Huntington was detached from the Reserve Force and placed in full commission on 5 April 1917. She departed Mare Island on 11 May and steamed to Pensacola, Fla., via the Panama Canal. Detached from the Pacific Fleet after her arrival in Florida on 28 May, she spent the next two months at the Naval Aeronautic Station, Pensacola, engaging in a series of important early experiments with balloons and seaplanes launched from the deck. The cruiser then sailed for Hampton Roads on 1 August and arrived New York 5 days later. There Huntington formed with a convoy of six troopships bound for France, departing on 8 September. En route, several balloon observation flights were made, and on one of these, on 17 September, the balloon was forced down by a squall and the balloonist became entangled in its rigging. Seeing the emergency, shipfitter Patrick McGunigal jumped overboard to release the pilot from the balloon basket, by then overturned and underwater. For his heroic action McGunigal was awarded World War I's first Medal of Honor. The day after the rescue the convox was turned over to American destroyers in European waters; and Huntington steamed back to Hampton Roads, arriving on 30 September.

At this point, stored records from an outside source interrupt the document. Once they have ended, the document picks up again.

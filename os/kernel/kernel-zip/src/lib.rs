//! # ZIP Initramfs Extraction
//!
//! Turns a ZIP archive that already sits in memory (typically a boot module)
//! into files in a [`FileSink`](kernel_ramfs::FileSink).
//!
//! ## Format subset
//!
//! ```text
//! [local header + name + extra + payload] ...  [central directory]  [EOCD]
//!                                                      ^ cd_offset    ^ last 64 KiB + 22
//! ```
//!
//! * Single-disk archives only; Zip64 and spanned archives are refused.
//! * Method 0 (stored) entries are registered in place, without a copy.
//! * Method 8 (deflate) entries are decoded into a [`DecompressionHeap`].
//! * Any other method, encrypted entries, and entries that fail validation are
//!   skipped one at a time; the rest of the archive is still extracted.
//!
//! The central directory is authoritative for names, methods and sizes; the
//! local header is only used to locate the payload.

#![cfg_attr(not(any(test, doctest)), no_std)]

mod archive;
mod extract;
mod heap;
mod path;

pub use archive::{
    Archive, CentralDirectory, CentralEntry, EOCD_SEARCH_WINDOW, EndOfCentralDirectory, Method,
};
pub use extract::extract_to_store;
pub use heap::DecompressionHeap;
pub use path::{EntryName, normalize_entry_name};

use kernel_inflate::InflateError;
use le_bytes::OutOfBounds;

/// Reasons an archive, or a single entry of it, cannot be extracted.
#[derive(Debug, Copy, Clone, Eq, PartialEq, thiserror::Error)]
pub enum ZipError {
    #[error("archive is smaller than an end-of-central-directory record")]
    TooShort,
    #[error("no end-of-central-directory record")]
    NoEndOfCentralDirectory,
    #[error("multi-disk archives are not supported")]
    MultiDisk,
    #[error("Zip64 archives are not supported")]
    Zip64,
    #[error("central directory at {0} lies outside the archive")]
    CentralDirectoryOutOfBounds(u32),
    #[error("bad central directory signature at {0}")]
    BadCentralSignature(usize),
    #[error("bad local header signature at {0}")]
    BadLocalSignature(usize),
    #[error("truncated record: {0}")]
    Truncated(#[from] OutOfBounds),
    #[error("entry name is empty")]
    EmptyName,
    #[error("entry name cannot be mapped to a path")]
    InvalidName,
    #[error("unsupported compression method {0}")]
    UnsupportedMethod(u16),
    #[error("entry is encrypted")]
    Encrypted,
    #[error("inflate failed: {0}")]
    Inflate(#[from] InflateError),
    #[error("decompression heap exhausted: {requested} bytes requested, {available} available")]
    HeapExhausted { requested: usize, available: usize },
}
use kernel_block::{
    BlockError, BlockReader, DiskController, DriveId, DriveReader, MemoryController, MemoryDisk,
    SECTOR_SIZE,
};

fn image(sectors: usize) -> Vec<u8> {
    (0..sectors * SECTOR_SIZE)
        .map(|i| u8::try_from(i / SECTOR_SIZE).unwrap())
        .collect()
}

#[test]
fn reads_whole_sectors() {
    let img = image(3);
    let mut disk = MemoryDisk::new(&img);
    let mut buf = [0xEEu8; SECTOR_SIZE];

    disk.read_sector(2, &mut buf).unwrap();
    assert!(buf.iter().all(|&b| b == 2));
    assert_eq!(disk.sectors(), 3);
}

#[test]
fn partial_tail_sector_is_zero_padded() {
    let img = vec![0xAB; SECTOR_SIZE + 10];
    let mut disk = MemoryDisk::new(&img);
    let mut buf = [0xEEu8; SECTOR_SIZE];

    disk.read_sector(1, &mut buf).unwrap();
    assert!(buf[..10].iter().all(|&b| b == 0xAB));
    assert!(buf[10..].iter().all(|&b| b == 0));
}

#[test]
fn reading_past_the_image_fails() {
    let img = image(1);
    let mut disk = MemoryDisk::new(&img);
    let mut buf = [0u8; SECTOR_SIZE];
    assert_eq!(
        disk.read_sector(1, &mut buf),
        Err(BlockError::OutOfRange(1))
    );
    assert_eq!(
        disk.read_sector(u32::MAX, &mut buf),
        Err(BlockError::OutOfRange(u32::MAX))
    );
}

#[test]
fn controller_routes_by_drive() {
    let a = image(1);
    let b = vec![7u8; SECTOR_SIZE];
    let mut ctl = MemoryController::new()
        .with_drive(DriveId::new(0, 0), &a)
        .with_drive(DriveId::new(1, 1), &b);
    let mut buf = [0u8; SECTOR_SIZE];

    ctl.read_sector(DriveId::new(1, 1), 0, &mut buf).unwrap();
    assert!(buf.iter().all(|&x| x == 7));

    // Empty slots behave like absent hardware.
    assert_eq!(
        ctl.read_sector(DriveId::new(0, 1), 0, &mut buf),
        Err(BlockError::NotPresent)
    );
    assert_eq!(ctl.reads(), 2);
}

#[test]
fn drive_reader_binds_one_drive() {
    let b = vec![9u8; SECTOR_SIZE];
    let mut ctl = MemoryController::new().with_drive(DriveId::new(0, 1), &b);
    let mut reader = DriveReader::new(&mut ctl, DriveId::new(0, 1));
    let mut buf = [0u8; SECTOR_SIZE];

    reader.read_sector(0, &mut buf).unwrap();
    assert_eq!(reader.drive(), DriveId::new(0, 1));
    assert!(buf.iter().all(|&x| x == 9));
}
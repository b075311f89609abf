use crate::FatError;
use kernel_block::{BlockReader, SECTOR_SIZE, Sector};
use le_bytes::{read_u8, read_u16_le, read_u32_le};
use log::debug;

/// Volumes with fewer data clusters than this are FAT12.
const FAT12_MAX_CLUSTERS: u32 = 4085;

#[allow(clippy::cast_possible_truncation)]
const SECTOR_BYTES: u32 = SECTOR_SIZE as u32;

#[derive(Debug, Copy, Clone, Eq, PartialEq)]
pub enum FatKind {
    Fat12,
    Fat16,
    Fat32,
}

impl FatKind {
    /// Width of one FAT entry on disk.
    const fn entry_bits(self) -> u64 {
        match self {
            Self::Fat12 => 12,
            Self::Fat16 => 16,
            Self::Fat32 => 32,
        }
    }

    /// Smallest FAT value that terminates a chain.
    #[must_use]
    pub const fn end_of_chain(self) -> u32 {
        match self {
            Self::Fat12 => 0x0FF8,
            Self::Fat16 => 0xFFF8,
            Self::Fat32 => 0x0FFF_FFF8,
        }
    }
}

/// Where the root directory lives.
#[derive(Debug, Copy, Clone, Eq, PartialEq)]
pub enum RootDir {
    /// FAT12/16: a fixed run of sectors between the FATs and the data area.
    Fixed { lba: u32, sectors: u32 },
    /// FAT32: an ordinary cluster chain.
    Cluster(u32),
}

/// Geometry of one FAT volume, derived from its boot sector.
#[derive(Debug, Copy, Clone, Eq, PartialEq)]
pub struct FatVolume {
    pub kind: FatKind,
    pub partition_lba: u32,
    pub fat_lba: u32,
    pub data_lba: u32,
    pub root: RootDir,
    pub sectors_per_cluster: u32,
    pub cluster_count: u32,
}

impl FatVolume {
    /// Read and validate the boot sector at `partition_lba`.
    ///
    /// # Errors
    /// [`FatError::Block`] if the sector cannot be read, or any boot sector
    /// validation error from [`FatVolume::from_boot_sector`].
    pub fn probe<R: BlockReader + ?Sized>(
        reader: &mut R,
        partition_lba: u32,
    ) -> Result<Self, FatError> {
        let mut sector = [0u8; SECTOR_SIZE];
        reader.read_sector(partition_lba, &mut sector)?;
        let volume = Self::from_boot_sector(&sector, partition_lba)?;
        debug!(
            "fat: {:?} at {partition_lba}: fat_lba={} data_lba={} root={:?} clusters={}",
            volume.kind, volume.fat_lba, volume.data_lba, volume.root, volume.cluster_count
        );
        Ok(volume)
    }

    /// Derive the volume geometry from a boot sector read at `partition_lba`.
    ///
    /// # Errors
    /// [`FatError::BadBytesPerSector`], [`FatError::NoSectorsPerCluster`],
    /// [`FatError::NoFats`], [`FatError::NoFatSize`] or [`FatError::NoClusters`].
    pub fn from_boot_sector(bs: &Sector, partition_lba: u32) -> Result<Self, FatError> {
        let bytes_per_sector = read_u16_le(bs, 11)?;
        if u32::from(bytes_per_sector) != SECTOR_BYTES {
            return Err(FatError::BadBytesPerSector(bytes_per_sector));
        }
        let spc = u32::from(read_u8(bs, 13)?);
        if spc == 0 {
            return Err(FatError::NoSectorsPerCluster);
        }
        let reserved = u32::from(read_u16_le(bs, 14)?);
        let fats = u32::from(read_u8(bs, 16)?);
        if fats == 0 {
            return Err(FatError::NoFats);
        }
        let root_entries = u32::from(read_u16_le(bs, 17)?);
        let total_sectors = match read_u16_le(bs, 19)? {
            0 => read_u32_le(bs, 32)?,
            n => u32::from(n),
        };
        let fat_size = match read_u16_le(bs, 22)? {
            0 => read_u32_le(bs, 36)?,
            n => u32::from(n),
        };
        if fat_size == 0 {
            return Err(FatError::NoFatSize);
        }

        let fat_lba = partition_lba.saturating_add(reserved);
        let fat_area = fats.saturating_mul(fat_size);
        let root_sectors = (root_entries * 32).div_ceil(SECTOR_BYTES);
        let (root, data_lba) = if root_entries == 0 {
            let root_cluster = read_u32_le(bs, 44)? & 0x0FFF_FFFF;
            (RootDir::Cluster(root_cluster), fat_lba.saturating_add(fat_area))
        } else {
            let lba = fat_lba.saturating_add(fat_area);
            (
                RootDir::Fixed {
                    lba,
                    sectors: root_sectors,
                },
                lba.saturating_add(root_sectors),
            )
        };

        let overhead = reserved
            .saturating_add(fat_area)
            .saturating_add(root_sectors);
        let declared = total_sectors.saturating_sub(overhead) / spc;
        if declared == 0 {
            return Err(FatError::NoClusters);
        }

        let kind = if root_entries == 0 {
            FatKind::Fat32
        } else if declared < FAT12_MAX_CLUSTERS {
            FatKind::Fat12
        } else {
            FatKind::Fat16
        };

        // The FAT cannot describe more clusters than it has entries for.
        let fat_entries = u64::from(fat_size) * u64::from(SECTOR_BYTES) * 8 / kind.entry_bits();
        let addressable = u32::try_from(fat_entries.saturating_sub(2)).unwrap_or(u32::MAX);
        let cluster_count = declared.min(addressable);
        if cluster_count == 0 {
            return Err(FatError::NoClusters);
        }
        if cluster_count < declared {
            debug!("fat: {declared} clusters declared, FAT holds {cluster_count}");
        }

        Ok(Self {
            kind,
            partition_lba,
            fat_lba,
            data_lba,
            root,
            sectors_per_cluster: spc,
            cluster_count,
        })
    }

    /// Highest valid cluster number.
    #[must_use]
    pub const fn max_cluster(&self) -> u32 {
        self.cluster_count + 1
    }

    /// First sector of `cluster`. Clusters are numbered from 2.
    #[must_use]
    pub const fn cluster_lba(&self, cluster: u32) -> u32 {
        self.data_lba
            .saturating_add(cluster.saturating_sub(2).saturating_mul(self.sectors_per_cluster))
    }

    /// Whether `cluster` continues a chain (not free, reserved or end of chain).
    #[must_use]
    pub const fn in_chain(&self, cluster: u32) -> bool {
        cluster >= 2 && cluster < self.kind.end_of_chain()
    }
}

#[cfg(test)]
mod tests {
    use super::*;

    fn boot_sector(root_entries: u16, total: u16, fat_size: u16) -> Sector {
        let mut bs = [0u8; SECTOR_SIZE];
        bs[11..13].copy_from_slice(&512u16.to_le_bytes());
        bs[13] = 4;
        bs[14..16].copy_from_slice(&4u16.to_le_bytes());
        bs[16] = 2;
        bs[17..19].copy_from_slice(&root_entries.to_le_bytes());
        bs[19..21].copy_from_slice(&total.to_le_bytes());
        bs[22..24].copy_from_slice(&fat_size.to_le_bytes());
        bs
    }

    #[test]
    fn fixed_root_geometry() {
        let v = FatVolume::from_boot_sector(&boot_sector(512, 40_000, 40), 100).unwrap();
        assert_eq!(v.fat_lba, 104);
        assert_eq!(
            v.root,
            RootDir::Fixed {
                lba: 184,
                sectors: 32
            }
        );
        assert_eq!(v.data_lba, 216);
        assert_eq!(v.cluster_count, (40_000 - 4 - 80 - 32) / 4);
        assert_eq!(v.kind, FatKind::Fat16);
        assert_eq!(v.cluster_lba(2), 216);
        assert_eq!(v.cluster_lba(5), 228);
    }

    #[test]
    fn cluster_count_is_limited_by_the_fat() {
        // 65000 sectors would be ~16000 clusters; a one-sector FAT16 holds 254.
        let v = FatVolume::from_boot_sector(&boot_sector(512, 65_000, 1), 0).unwrap();
        assert_eq!(v.kind, FatKind::Fat16);
        assert_eq!(v.cluster_count, 512 * 8 / 16 - 2);
        assert_eq!(v.max_cluster(), 255);
    }

    #[test]
    fn small_volumes_are_fat12() {
        let v = FatVolume::from_boot_sector(&boot_sector(224, 2880, 9), 0).unwrap();
        assert_eq!(v.kind, FatKind::Fat12);
        assert!(v.in_chain(0xFF7));
        assert!(!v.in_chain(0xFF8));
        assert!(!v.in_chain(1));
    }

    #[test]
    fn rejects_bad_boot_sectors() {
        let mut bs = boot_sector(512, 40_000, 40);
        bs[11] = 0;
        bs[12] = 4;
        assert_eq!(
            FatVolume::from_boot_sector(&bs, 0),
            Err(FatError::BadBytesPerSector(1024))
        );

        let mut bs = boot_sector(512, 40_000, 40);
        bs[13] = 0;
        assert_eq!(
            FatVolume::from_boot_sector(&bs, 0),
            Err(FatError::NoSectorsPerCluster)
        );

        let mut bs = boot_sector(512, 40_000, 40);
        bs[16] = 0;
        assert_eq!(FatVolume::from_boot_sector(&bs, 0), Err(FatError::NoFats));

        let bs = boot_sector(512, 40_000, 0);
        assert_eq!(FatVolume::from_boot_sector(&bs, 0), Err(FatError::NoFatSize));

        let bs = boot_sector(512, 100, 40);
        assert_eq!(FatVolume::from_boot_sector(&bs, 0), Err(FatError::NoClusters));

        assert_eq!(
            FatVolume::from_boot_sector(&[0u8; SECTOR_SIZE], 0),
            Err(FatError::BadBytesPerSector(0))
        );
    }
}
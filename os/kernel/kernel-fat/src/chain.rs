use crate::dir::{DIR_ENTRY_LEN, Slot};
use crate::{
    DirEntry, FatError, FatKind, FatVolume, MAX_DIR_ENTRIES, RootDir, matches_basename,
};
use core::ops::ControlFlow;
use kernel_block::{BlockReader, SECTOR_SIZE};
use le_bytes::{read_u16_le, read_u32_le};
use log::{debug, trace};

type Step = Result<ControlFlow<()>, FatError>;

impl FatVolume {
    /// FAT entry of `cluster`, i.e. the next cluster of its chain.
    ///
    /// # Errors
    /// [`FatError::ClusterOutOfRange`] for clusters outside the volume, or
    /// [`FatError::Block`] if a FAT sector cannot be read.
    pub fn next_cluster<R: BlockReader + ?Sized>(
        &self,
        reader: &mut R,
        cluster: u32,
    ) -> Result<u32, FatError> {
        if cluster < 2 || cluster > self.max_cluster() {
            return Err(FatError::ClusterOutOfRange(cluster));
        }
        let byte_offset = match self.kind {
            FatKind::Fat12 => u64::from(cluster) + u64::from(cluster / 2),
            FatKind::Fat16 => u64::from(cluster) * 2,
            FatKind::Fat32 => u64::from(cluster) * 4,
        };
        let lba = u64::from(self.fat_lba) + byte_offset / SECTOR_SIZE as u64;
        let lba = u32::try_from(lba).map_err(|_| FatError::ClusterOutOfRange(cluster))?;
        #[allow(clippy::cast_possible_truncation)]
        let off = (byte_offset % SECTOR_SIZE as u64) as usize;

        let mut sector = [0u8; SECTOR_SIZE];
        reader.read_sector(lba, &mut sector)?;
        let next = match self.kind {
            FatKind::Fat12 => {
                let lo = sector[off];
                // An entry at the last byte continues in the next FAT sector.
                let hi = if off + 1 < SECTOR_SIZE {
                    sector[off + 1]
                } else {
                    reader.read_sector(lba.saturating_add(1), &mut sector)?;
                    sector[0]
                };
                let pair = u16::from_le_bytes([lo, hi]);
                u32::from(if cluster & 1 == 1 { pair >> 4 } else { pair & 0x0FFF })
            }
            FatKind::Fat16 => u32::from(read_u16_le(&sector, off)?),
            FatKind::Fat32 => read_u32_le(&sector, off)? & 0x0FFF_FFFF,
        };
        trace!("fat: {cluster} -> {next:#x}");
        Ok(next)
    }

    /// Call `visit` with the first sector of every cluster of the chain at `start`.
    fn walk_chain<R, F>(&self, reader: &mut R, start: u32, mut visit: F) -> Result<(), FatError>
    where
        R: BlockReader + ?Sized,
        F: FnMut(&mut R, u32) -> Step,
    {
        let mut cluster = start;
        let mut visited = 0u32;
        while self.in_chain(cluster) {
            if cluster > self.max_cluster() {
                return Err(FatError::ClusterOutOfRange(cluster));
            }
            if visited == self.cluster_count {
                return Err(FatError::ChainLoop);
            }
            visited += 1;
            if visit(&mut *reader, self.cluster_lba(cluster))?.is_break() {
                return Ok(());
            }
            cluster = self.next_cluster(&mut *reader, cluster)?;
        }
        Ok(())
    }

    /// Read the chain starting at `start` into `dest`, whole sectors at a time.
    ///
    /// Stops at the end of the chain or when `dest` is full; a final sector that
    /// does not fit is cut short. Returns the number of bytes written.
    ///
    /// # Errors
    /// [`FatError::Block`], [`FatError::ClusterOutOfRange`] or [`FatError::ChainLoop`].
    pub fn read_chain<R: BlockReader + ?Sized>(
        &self,
        reader: &mut R,
        start: u32,
        dest: &mut [u8],
    ) -> Result<usize, FatError> {
        let mut filled = 0;
        let mut sector = [0u8; SECTOR_SIZE];
        self.walk_chain(reader, start, |reader, lba| {
            for s in 0..self.sectors_per_cluster {
                let rest = &mut dest[filled..];
                if rest.is_empty() {
                    return Ok(ControlFlow::Break(()));
                }
                reader.read_sector(lba.saturating_add(s), &mut sector)?;
                let n = rest.len().min(SECTOR_SIZE);
                rest[..n].copy_from_slice(&sector[..n]);
                filled += n;
            }
            Ok(ControlFlow::Continue(()))
        })?;
        Ok(filled)
    }

    /// Read the file described by `entry` into `dest`.
    ///
    /// The result is cut to the recorded size when the entry has one.
    ///
    /// # Errors
    /// See [`FatVolume::read_chain`].
    pub fn read_file<R: BlockReader + ?Sized>(
        &self,
        reader: &mut R,
        entry: &DirEntry,
        dest: &mut [u8],
    ) -> Result<usize, FatError> {
        let read = self.read_chain(reader, entry.first_cluster, dest)?;
        Ok(match usize::try_from(entry.size) {
            Ok(size) if size > 0 => read.min(size),
            _ => read,
        })
    }

    /// Find a regular file in the root directory by its 8.3 base name.
    ///
    /// Unreadable directory sectors are skipped.
    ///
    /// # Errors
    /// Errors from walking the FAT32 root directory chain, or
    /// [`FatError::DirectoryTooLarge`] once [`MAX_DIR_ENTRIES`] entries were
    /// scanned without reaching the end.
    pub fn find_file<R: BlockReader + ?Sized>(
        &self,
        reader: &mut R,
        basename: &str,
    ) -> Result<Option<DirEntry>, FatError> {
        let wide = self.kind == FatKind::Fat32;
        let mut found = None;
        let mut sector = [0u8; SECTOR_SIZE];
        let mut budget = MAX_DIR_ENTRIES * DIR_ENTRY_LEN / SECTOR_SIZE;
        let mut scan = |reader: &mut R, lba: u32| -> Step {
            if budget == 0 {
                return Err(FatError::DirectoryTooLarge);
            }
            budget -= 1;
            if let Err(e) = reader.read_sector(lba, &mut sector) {
                debug!("fat: directory sector {lba}: {e}");
                return Ok(ControlFlow::Continue(()));
            }
            for raw in sector.chunks_exact(DIR_ENTRY_LEN) {
                match DirEntry::parse(raw, wide)? {
                    Slot::End => return Ok(ControlFlow::Break(())),
                    Slot::File(entry) if matches_basename(&entry.name, basename) => {
                        found = Some(entry);
                        return Ok(ControlFlow::Break(()));
                    }
                    Slot::File(_) | Slot::Skip => {}
                }
            }
            Ok(ControlFlow::Continue(()))
        };

        match self.root {
            RootDir::Fixed { lba, sectors } => {
                for s in 0..sectors {
                    if scan(&mut *reader, lba.saturating_add(s))?.is_break() {
                        break;
                    }
                }
            }
            RootDir::Cluster(start) => {
                let spc = self.sectors_per_cluster;
                self.walk_chain(reader, start, |reader, lba| {
                    for s in 0..spc {
                        if scan(&mut *reader, lba.saturating_add(s))?.is_break() {
                            return Ok(ControlFlow::Break(()));
                        }
                    }
                    Ok(ControlFlow::Continue(()))
                })?;
            }
        }

        if let Some(entry) = &found {
            debug!(
                "fat: found {basename}: cluster={} size={}",
                entry.first_cluster, entry.size
            );
        }
        Ok(found)
    }

    /// Probe the volume at `partition_lba` and look `basename` up in its root
    /// directory.
    ///
    /// `Ok(None)` if the volume is valid but has no such file. The entry's
    /// first cluster is where [`FatVolume::read_chain`] starts.
    ///
    /// # Errors
    /// See [`FatVolume::probe`] and [`FatVolume::find_file`].
    pub fn probe_and_load<R: BlockReader + ?Sized>(
        reader: &mut R,
        partition_lba: u32,
        basename: &str,
    ) -> Result<Option<(Self, DirEntry)>, FatError> {
        let volume = Self::probe(&mut *reader, partition_lba)?;
        Ok(volume
            .find_file(reader, basename)?
            .map(|entry| (volume, entry)))
    }
}
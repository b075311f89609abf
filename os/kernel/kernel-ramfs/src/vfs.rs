use crate::RamFs;

/// Size of the descriptor table.
pub const MAX_OPEN_FILES: usize = 16;

/// An open file descriptor.
#[derive(Debug, Copy, Clone, Eq, PartialEq)]
pub struct Fd(usize);

impl Fd {
    #[must_use]
    pub const fn index(self) -> usize {
        self.0
    }
}

#[derive(Debug, Copy, Clone, Eq, PartialEq, thiserror::Error)]
pub enum VfsError {
    #[error("no such file")]
    NotFound,
    #[error("all {MAX_OPEN_FILES} descriptors are in use")]
    TooManyOpenFiles,
    #[error("descriptor is not open")]
    BadDescriptor,
    #[error("offset {offset} is beyond the end of a {size} byte file")]
    SeekOutOfRange { offset: usize, size: usize },
}

#[derive(Copy, Clone)]
struct OpenFile<'a> {
    data: &'a [u8],
    position: usize,
}

/// Descriptor-based read access to a [`RamFs`].
///
/// A descriptor captures the file's contents at `open` time.
pub struct Vfs<'r, 'a, const FILES: usize, const NODES: usize> {
    fs: &'r RamFs<'a, FILES, NODES>,
    open: [Option<OpenFile<'a>>; MAX_OPEN_FILES],
}

impl<'r, 'a, const FILES: usize, const NODES: usize> Vfs<'r, 'a, FILES, NODES> {
    #[must_use]
    pub const fn new(fs: &'r RamFs<'a, FILES, NODES>) -> Self {
        Self {
            fs,
            open: [None; MAX_OPEN_FILES],
        }
    }

    fn file(&mut self, fd: Fd) -> Result<&mut OpenFile<'a>, VfsError> {
        self.open
            .get_mut(fd.0)
            .and_then(Option::as_mut)
            .ok_or(VfsError::BadDescriptor)
    }

    /// Open `path` for reading at offset 0 in the lowest free slot.
    ///
    /// # Errors
    /// [`VfsError::NotFound`] or [`VfsError::TooManyOpenFiles`].
    pub fn open(&mut self, path: &str) -> Result<Fd, VfsError> {
        let slot = self
            .open
            .iter()
            .position(Option::is_none)
            .ok_or(VfsError::TooManyOpenFiles)?;
        let data = self.fs.get(path).ok_or(VfsError::NotFound)?;
        self.open[slot] = Some(OpenFile { data, position: 0 });
        Ok(Fd(slot))
    }

    /// Read up to `buf.len()` bytes from the current position.
    ///
    /// # Errors
    /// [`VfsError::BadDescriptor`].
    pub fn read(&mut self, fd: Fd, buf: &mut [u8]) -> Result<usize, VfsError> {
        let file = self.file(fd)?;
        let remaining = &file.data[file.position..];
        let n = remaining.len().min(buf.len());
        buf[..n].copy_from_slice(&remaining[..n]);
        file.position += n;
        Ok(n)
    }

    /// Move to absolute `offset`; the end of the file is a valid position.
    ///
    /// # Errors
    /// [`VfsError::BadDescriptor`] or [`VfsError::SeekOutOfRange`].
    pub fn seek(&mut self, fd: Fd, offset: usize) -> Result<(), VfsError> {
        let file = self.file(fd)?;
        if offset > file.data.len() {
            return Err(VfsError::SeekOutOfRange {
                offset,
                size: file.data.len(),
            });
        }
        file.position = offset;
        Ok(())
    }

    /// # Errors
    /// [`VfsError::BadDescriptor`].
    pub fn close(&mut self, fd: Fd) -> Result<(), VfsError> {
        self.file(fd)?;
        self.open[fd.0] = None;
        Ok(())
    }

    /// # Errors
    /// [`VfsError::BadDescriptor`].
    pub fn file_size(&mut self, fd: Fd) -> Result<usize, VfsError> {
        self.file(fd).map(|f| f.data.len())
    }

    #[must_use]
    pub fn exists(&self, path: &str) -> bool {
        self.fs.exists(path)
    }

    #[must_use]
    pub fn list_count(&self, path: &str) -> usize {
        self.fs.list_children(path)
    }

    #[must_use]
    pub fn list_at(&self, path: &'r str, index: usize) -> Option<&'r str> {
        self.fs.child_at(path, index)
    }
}
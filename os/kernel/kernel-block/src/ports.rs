//! Legacy I/O port access for the ATA driver.

/// Write one byte to an I/O port.
///
/// # Safety
/// Must run at CPL0 (or with I/O permission for `port`), and `port` must
/// belong to the device the caller drives.
#[inline]
pub unsafe fn outb(port: u16, val: u8) {
    unsafe {
        core::arch::asm!("out dx, al", in("dx") port, in("al") val, options(nomem, nostack, preserves_flags));
    }
}

/// Read one byte from an I/O port.
///
/// # Safety
/// Same requirements as [`outb`].
#[inline]
pub unsafe fn inb(port: u16) -> u8 {
    let mut v: u8;
    unsafe {
        core::arch::asm!("in al, dx", in("dx") port, out("al") v, options(nomem, nostack, preserves_flags));
    }
    v
}

/// Read one 16-bit word from an I/O port.
///
/// # Safety
/// Same requirements as [`outb`].
#[inline]
pub unsafe fn inw(port: u16) -> u16 {
    let mut v: u16;
    unsafe {
        core::arch::asm!("in ax, dx", in("dx") port, out("ax") v, options(nomem, nostack, preserves_flags));
    }
    v
}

After replenishing at Norfolk, Huntington sailed to New York on 5 October to have her catapult and seaplanes removed. She got underway on 27 October and arrived Halifax two days later to embark a high-level U.S. Commission to confer with the Allies. Presidential envoy, Colonel House; Adm. W. S. Benson; Gen. T. H. Bliss; and other dignitaries took passage in Huntington, arriving Davenport, England, on 7 November 1917, to be met by British officials. Huntington departed for New York, via Hampton Roads, arriving on 27 November.
Subsequently, the cruiser returned to the important duty of escorting convoys of troops and supplies to Europe, making nine such voyages to Europe and back between 19 February and 13 November 1918. In addition, Huntington made three coastal convoy passages from New York to Hampton Koads. She entered New York Navy Yard on 17 November 1918 for conversion to a troop transport.
Assigned to Transport Force, Atlantic Fleet, Huntington next sailed for France to bring home veterans of the European fighting. She departed New York on 17 December, arrived at Brest on 29 December, and brought over 1,700 passengers to New York on 14 January. The ship made five more voyages to France and return, bringing home nearly 12,000 troops, and terminated her last voyage at Boston on 5 July 1919. Detached from Transport Force, she was reassigned to Cruiser Force and became flagship of Flying Squadron 1 on 8 July 1919. Huntington decommissioned at Portsmouth Navy Yard, Portsmouth, N.H., on 1 September 1920. She was stricken from the Navy List on 12 March 1930 and sold in accordance with the London Treaty for the reduction of naval armaments on 30 August 1930.
Huntington (CL-77), a light cruiser under construction at New York Shipbuilding Co., Camden, N.J., from 1941 to 1942, was converted to a small aircraft carrier while building and was launched as Cowpens (CVL-25).